Remember I told you that I finally got around to having my adolescence in my thirties?  Yeah.  Well, the David Lee Roth Van Halen was a major feature in this enterprise^ and I was totally with Bloom County when Michael J Binkley declared that the whole world has gone to hell in a handbasket since David Lee Roth left Van Halen.^^

            Now . . . want to know how I finally found out about the new album?  By following an opera singer on Twitter.

            And am I going to buy the first David Lee Roth Van Halen album in almost thirty years?  Hmmm. . . . 
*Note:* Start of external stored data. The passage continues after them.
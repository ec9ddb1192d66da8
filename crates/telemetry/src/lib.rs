//! Tracing subscriber bootstrap.

use bookstore_kernel::settings::{LogFormat, TelemetrySettings};
use tracing_subscriber::{fmt, layer::SubscriberExt, util::SubscriberInitExt, EnvFilter};

/// Install the global tracing subscriber.
///
/// `RUST_LOG` wins over the configured filter. Returns `false` when a
/// subscriber was already installed (tests, or a second call), which is not
/// treated as an error.
pub fn init(settings: &TelemetrySettings) -> bool {
    let filter = EnvFilter::try_from_default_env()
        .or_else(|_| EnvFilter::try_new(&settings.log_filter))
        .unwrap_or_else(|_| EnvFilter::new("info"));

    let registry = tracing_subscriber::registry().with(filter);

    let installed = match settings.log_format {
        LogFormat::Pretty => registry.with(fmt::layer().with_target(true)).try_init(),
        LogFormat::Json => registry
            .with(fmt::layer().json().with_current_span(true))
            .try_init(),
    }
    .is_ok();

    if installed {
        tracing::info!(
            target: "bookstore-telemetry",
            format = ?settings.log_format,
            filter = %settings.log_filter,
            "telemetry initialized"
        );
    }

    installed
}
^ Although a friend who was there used to say that I didn’t have a disturbing and unhealthy crush on Roth, I wanted to be him.  Well, yes.  The wardrobe, you know, although I’ve kept more of my hair. 

^^ I had the original cartoon taped to my wall in Maine, but I didn’t get it laminated fast enough and it disintegrated when I peeled it off to take to England.  This may have been an omen, of course. 

‡‡ Michael Dirda is fabulous.  He is fabulous not least—as I was saying of Michael Chabon last night—because he takes genre seriously.